----- Data for this exercise -----

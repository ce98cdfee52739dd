#[derive(Debug, Clone, Copy, PartialEq, Eq, PartialOrd, Ord, Hash)]
pub enum Prop {
    Opacity,
    /// Horizontal offset in px.
    X,
    /// Vertical offset in px.
    Y,
    /// Horizontal offset as a percentage of the element's own width.
    XPercent,
    Scale,
    /// Degrees.
    Rotation,
    /// Blur radius in px.
    Blur,
    /// Text glow strength, 0 to 1.
    Glow,
    /// CSS width in percent.
    WidthPercent,
}

impl Prop {
    pub const COUNT: usize = 9;
    pub const ALL: [Prop; Prop::COUNT] = [
        Prop::Opacity,
        Prop::X,
        Prop::Y,
        Prop::XPercent,
        Prop::Scale,
        Prop::Rotation,
        Prop::Blur,
        Prop::Glow,
        Prop::WidthPercent,
    ];

    fn index(self) -> usize {
        self as usize
    }

    /// How two animations touching this property combine: offsets add up, factors
    /// multiply, and a width is simply the latest one.
    fn combine(self, a: f64, b: f64) -> f64 {
        match self {
            Prop::Opacity | Prop::Scale => a * b,
            Prop::WidthPercent => b,
            _ => a + b,
        }
    }

    /// Value an untouched element has for this property.
    pub fn rest(self) -> f64 {
        match self {
            Prop::Opacity | Prop::Scale => 1.0,
            _ => 0.0,
        }
    }
}

/// A sparse set of animated property values.
///
/// Only the properties that were set are written to the element, so two animations
/// touching different properties of the same element don't clobber each other (except
/// for `transform`, which is a single CSS property).
#[derive(Debug, Clone, Copy, Default, PartialEq)]
pub struct Props {
    values: [Option<f64>; Prop::COUNT],
}

impl Props {
    pub fn new() -> Self {
        Self::default()
    }

    pub fn with(mut self, prop: Prop, value: f64) -> Self {
        self.set(prop, value);
        self
    }

    pub fn opacity(self, v: f64) -> Self {
        self.with(Prop::Opacity, v)
    }

    pub fn x(self, v: f64) -> Self {
        self.with(Prop::X, v)
    }

    pub fn y(self, v: f64) -> Self {
        self.with(Prop::Y, v)
    }

    pub fn x_percent(self, v: f64) -> Self {
        self.with(Prop::XPercent, v)
    }

    pub fn scale(self, v: f64) -> Self {
        self.with(Prop::Scale, v)
    }

    pub fn rotation(self, v: f64) -> Self {
        self.with(Prop::Rotation, v)
    }

    pub fn blur(self, v: f64) -> Self {
        self.with(Prop::Blur, v)
    }

    pub fn glow(self, v: f64) -> Self {
        self.with(Prop::Glow, v)
    }

    pub fn width_percent(self, v: f64) -> Self {
        self.with(Prop::WidthPercent, v)
    }

    pub fn set(&mut self, prop: Prop, value: f64) {
        self.values[prop.index()] = Some(value);
    }

    pub fn get(&self, prop: Prop) -> Option<f64> {
        self.values[prop.index()]
    }

    /// The set value, or the property's rest value when untouched.
    pub fn value(&self, prop: Prop) -> f64 {
        self.get(prop).unwrap_or_else(|| prop.rest())
    }

    pub fn is_empty(&self) -> bool {
        self.values.iter().all(Option::is_none)
    }

    pub fn iter(&self) -> impl Iterator<Item = (Prop, f64)> + '_ {
        Prop::ALL
            .iter()
            .filter_map(|p| self.get(*p).map(|v| (*p, v)))
    }

    /// Overwrites every property that `other` sets.
    pub fn merge(&mut self, other: &Props) {
        for (p, v) in other.iter() {
            self.set(p, v);
        }
    }

    /// Stacks independent animations of one element, e.g. a hover lift on top of an
    /// entrance slide. Each property set by any layer is combined in layer order.
    pub fn compose<'a>(layers: impl IntoIterator<Item = &'a Props>) -> Props {
        let mut out = Props::new();
        for layer in layers {
            for (p, v) in layer.iter() {
                let v = match out.get(p) {
                    Some(acc) => p.combine(acc, v),
                    None => v,
                };
                out.set(p, v);
            }
        }
        out
    }

    /// CSS declarations for the touched properties, as `(property, value)` pairs.
    pub fn css(&self) -> Vec<(&'static str, String)> {
        let mut decls = Vec::new();

        let mut transform = Vec::new();
        if let Some(xp) = self.get(Prop::XPercent) {
            transform.push(format!("translateX({}%)", num(xp)));
        }
        if self.get(Prop::X).is_some() || self.get(Prop::Y).is_some() {
            transform.push(format!(
                "translate3d({}px, {}px, 0px)",
                num(self.value(Prop::X)),
                num(self.value(Prop::Y))
            ));
        }
        if let Some(r) = self.get(Prop::Rotation) {
            transform.push(format!("rotate({}deg)", num(r)));
        }
        if let Some(s) = self.get(Prop::Scale) {
            transform.push(format!("scale({})", num(s)));
        }
        if !transform.is_empty() {
            decls.push(("transform", transform.join(" ")));
        }

        if let Some(o) = self.get(Prop::Opacity) {
            decls.push(("opacity", num(o)));
        }
        if let Some(b) = self.get(Prop::Blur) {
            decls.push(("filter", format!("blur({}px)", num(b.max(0.0)))));
        }
        if let Some(g) = self.get(Prop::Glow) {
            decls.push((
                "text-shadow",
                format!("0 0 30px rgba(139, 92, 246, {})", num(0.8 * g.clamp(0.0, 1.0))),
            ));
        }
        if let Some(w) = self.get(Prop::WidthPercent) {
            decls.push(("width", format!("{}%", num(w))));
        }
        decls
    }
}

/// Formats with at most three decimals and no trailing zeros.
fn num(v: f64) -> String {
    let s = format!("{:.3}", v);
    let s = s.trim_end_matches('0').trim_end_matches('.');
    if s == "-0" || s.is_empty() {
        "0".to_string()
    } else {
        s.to_string()
    }
}

#[cfg(test)]
mod tests {
    use super::*;

    #[test]
    fn test_sparse_values() {
        let p = Props::new().opacity(0.0).y(50.0);
        assert_eq!(p.get(Prop::Opacity), Some(0.0));
        assert_eq!(p.get(Prop::Scale), None);
        assert_eq!(p.value(Prop::Scale), 1.0);
        assert_eq!(p.iter().count(), 2);
        assert!(Props::new().is_empty());
    }

    #[test]
    fn test_merge() {
        let mut base = Props::new().opacity(0.0).y(50.0);
        base.merge(&Props::new().y(0.0).blur(2.0));
        assert_eq!(base, Props::new().opacity(0.0).y(0.0).blur(2.0));
    }

    #[test]
    fn test_compose() {
        let entrance = Props::new().opacity(0.5).y(30.0).blur(4.0);
        let hover = Props::new().scale(1.05).y(-10.0);
        let c = Props::compose([&entrance, &hover]);
        assert_eq!(c.get(Prop::Y), Some(20.0));
        assert_eq!(c.get(Prop::Scale), Some(1.05));
        assert_eq!(c.get(Prop::Opacity), Some(0.5));
        assert_eq!(c.get(Prop::Blur), Some(4.0));

        // layers at rest change nothing
        let rest = Props::new().scale(1.0).y(0.0).opacity(1.0);
        assert_eq!(Props::compose([&entrance, &rest]), entrance.scale(1.0));
        assert!(Props::compose([]).is_empty());
    }

    #[test]
    fn test_css() {
        let p = Props::new().opacity(0.5).y(50.0).scale(0.8).blur(10.0);
        assert_eq!(
            p.css(),
            vec![
                ("transform", "translate3d(0px, 50px, 0px) scale(0.8)".to_string()),
                ("opacity", "0.5".to_string()),
                ("filter", "blur(10px)".to_string()),
            ]
        );

        let menu = Props::new().x_percent(100.0);
        assert_eq!(menu.css(), vec![("transform", "translateX(100%)".to_string())]);

        let bar = Props::new().width_percent(33.3333);
        assert_eq!(bar.css(), vec![("width", "33.333%".to_string())]);

        assert!(Props::new().css().is_empty());
    }

    #[test]
    fn test_num() {
        assert_eq!(num(1.0), "1");
        assert_eq!(num(-0.0001), "0");
        assert_eq!(num(0.25), "0.25");
        assert_eq!(num(-5.0), "-5");
    }
}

-----

* Problem description *
Repeat, exactly as they stand above, the lines from the line with "num(self.value(Prop::Y))" to the line with "assert_eq!(p.get(Prop::Opacity), Some(0.0));", both lines included.

* Finished task *
                num(self.value(Prop::Y))
            ));
        }
        if let Some(r) = self.get(Prop::Rotation) {
            transform.push(format!("rotate({}deg)", num(r)));
        }
        if let Some(s) = self.get(Prop::Scale) {
            transform.push(format!("scale({})", num(s)));
        }
        if !transform.is_empty() {
            decls.push(("transform", transform.join(" ")));
        }

        if let Some(o) = self.get(Prop::Opacity) {
            decls.push(("opacity", num(o)));
        }
        if let Some(b) = self.get(Prop::Blur) {
            decls.push(("filter", format!("blur({}px)", num(b.max(0.0)))));
        }
        if let Some(g) = self.get(Prop::Glow) {
            decls.push((
                "text-shadow",
                format!("0 0 30px rgba(139, 92, 246, {})", num(0.8 * g.clamp(0.0, 1.0))),
            ));
        }
        if let Some(w) = self.get(Prop::WidthPercent) {
            decls.push(("width", format!("{}%", num(w))));
        }
        decls
    }
}

/// Formats with at most three decimals and no trailing zeros.
fn num(v: f64) -> String {
    let s = format!("{:.3}", v);
    let s = s.trim_end_matches('0').trim_end_matches('.');
    if s == "-0" || s.is_empty() {
        "0".to_string()
    } else {
        s.to_string()
    }
}

#[cfg(test)]
mod tests {
    use super::*;

    #[test]
    fn test_sparse_values() {
        let p = Props::new().opacity(0.0).y(50.0);
        assert_eq!(p.get(Prop::Opacity), Some(0.0));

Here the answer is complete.